Maar enkel tegen iets zijn is niet genoeg. Het blijft dan de vraag wat dan wel te doen. In zijn boek De Kremlinfluisteraar schrijft Giuliano da Empoli over Russen in de jaren negentig klaar waren om Boris Yeltsin – die hen van het communisme verloste – in te ruilen voor andere politici „because they offer the prospect of a new beginning”. Dat is wat de anti-democraten hun kiezers aanbieden. En het is wat de democraten ook moeten doen.
Een nieuw begin ligt voor het oprapen, als we erin geloven. We kunnen de slimste wetenschappers laten werken aan de beste oplossingen voor de problemen van nu. We kunnen technologie maken die ons laat groeien en mogelijkheden geeft om dingen samen beter te doen. We kunnen ervoor zorgen dat mensen weer gaan zien dat het beste nog moet komen. We kunnen laten zien dat vooruitgang normaal is, in plaats van iets om mensen bang voor te maken. We kunnen weer groot denken en bouwen aan een land van overvloed. Als wij ons tot doel stellen om over vijftien jaar de goedkoopste duurzame energie van de wereld te hebben, dan kan dat. Dit vereist alleen wel dat we politieke partijen helpen om heldere keuzes te maken en daaraan durven vasthouden.
Lees ook
Progressieven, zet weer vol in op een overheid met power
We hoeven ons niet te verstoppen voor de veranderende wereld. In een land met de kennis, de kunde en de rijkdom van ons Nederland kunnen we zelf kiezen hoe onze toekomst eruitziet. Dat is de luxe die ons door vorige generaties is gegeven. En het is aan ons om daar wat mee te doen.
En er is nog iets nodig om ervoor te zorgen dat onze politiek daarmee verder kan. Een les die wij leerden toen we zelf in de politiek werkten en die we nog beter zagen toen we eenmaal eruit waren: de ideeën en de verhalen die ons land veranderen komen uit de samenleving. Het is vervolgens aan de politiek om er wat mee te doen. Hoe groter de kloof tussen politiek en samenleving, hoe minder ideeën doorstromen. En die kloof kan niet alleen door de politiek gedicht worden. De verantwoordelijkheid daarvoor dragen wij allemaal.
Want, vrij naar Brandeis, het belangrijkste ambt in een democratie is dat van burger. Daarom richten wij Voor Ons Nederland op. Een actiegroep voor het algemeen belang die de stille, milde meerderheid luid en duidelijk wil laten horen. Die de veelheid aan ideeën verbindt, koppelt aan draagvlak en aanreikt aan de politiek. Hoffelijk waar het kan en luidruchtig als het moet.
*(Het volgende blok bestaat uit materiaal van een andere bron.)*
//! Pluggable GraphQL transports.
//!
//! [`GraphqlTransport`] is the seam between request construction and the
//! wire. [`HttpTransport`] is the production implementation; tests and
//! callers with special needs (proxies, recording, replay) provide their own.

use std::sync::Arc;

use async_trait::async_trait;
use serde_json::Value;

use crate::clients::graphql::{GraphqlError, GraphqlErrorDetail, GraphqlRequest};
use crate::clients::HttpClient;
use crate::config::DataHubConfig;
use crate::error::ConfigError;

/// Executes GraphQL requests and returns the `data` member of the response.
///
/// Implementations must make exactly one attempt per call and must be
/// `Send + Sync` for use across async tasks.
#[async_trait]
pub trait GraphqlTransport: Send + Sync {
    /// Executes a request, returning the envelope's `data` object.
    ///
    /// # Errors
    ///
    /// Returns [`GraphqlError`] for transport failures and for envelopes
    /// carrying GraphQL errors.
    async fn execute(&self, request: &GraphqlRequest) -> Result<Value, GraphqlError>;
}

#[async_trait]
impl<T: GraphqlTransport + ?Sized> GraphqlTransport for Arc<T> {
    async fn execute(&self, request: &GraphqlRequest) -> Result<Value, GraphqlError> {
        (**self).execute(request).await
    }
}

/// GraphQL over HTTP POST with bearer authentication.
#[derive(Debug)]
pub struct HttpTransport {
    http_client: HttpClient,
}

impl HttpTransport {
    /// Creates a transport for the configured endpoint.
    ///
    /// # Errors
    ///
    /// Returns [`ConfigError::HttpClientBuild`] if the HTTP client cannot be
    /// created.
    pub fn new(config: &DataHubConfig) -> Result<Self, ConfigError> {
        Ok(Self {
            http_client: HttpClient::new(config)?,
        })
    }

    /// Returns the underlying HTTP client.
    #[must_use]
    pub const fn http_client(&self) -> &HttpClient {
        &self.http_client
    }
}

#[async_trait]
impl GraphqlTransport for HttpTransport {
    async fn execute(&self, request: &GraphqlRequest) -> Result<Value, GraphqlError> {
        let response = self.http_client.post_json(request).await?;
        extract_data(response.body)
    }
}

/// Splits a GraphQL response envelope into its data or its errors.
pub(crate) fn extract_data(mut envelope: Value) -> Result<Value, GraphqlError> {
    if let Some(errors) = envelope
        .get_mut("errors")
        .map(Value::take)
        .filter(|e| !e.is_null())
    {
        let errors: Vec<GraphqlErrorDetail> =
            serde_json::from_value(errors).map_err(|source| GraphqlError::UnexpectedResponse {
                field: "errors".to_string(),
                source,
            })?;
        if !errors.is_empty() {
            tracing::debug!("GraphQL response carried {} error(s)", errors.len());
            return Err(GraphqlError::Response { errors });
        }
    }

    match envelope.get_mut("data").map(Value::take) {
        Some(data) if !data.is_null() => Ok(data),
        _ => Err(GraphqlError::MissingData),
    }
}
Politiek en democratie zijn te belangrijk om alleen aan politieke partijen over te laten. Wij, de stille milde meerderheid, moeten de partijen voeden met oplossingen waar draagvlak voor is. We moeten in de media van ons laten horen zodat niet de schreeuwende minderheden aan de flanken de toon zetten voor deelbelangen en meer politieke invloed hebben dan ze verdienen. We moeten weer geloven dat een betere toekomst mogelijk is. De vraag is niet of we de democratie kunnen vernieuwen voor de 21e eeuw, maar of we de moed hebben om daaraan te beginnen. Het antwoord daarop geeft u zelf.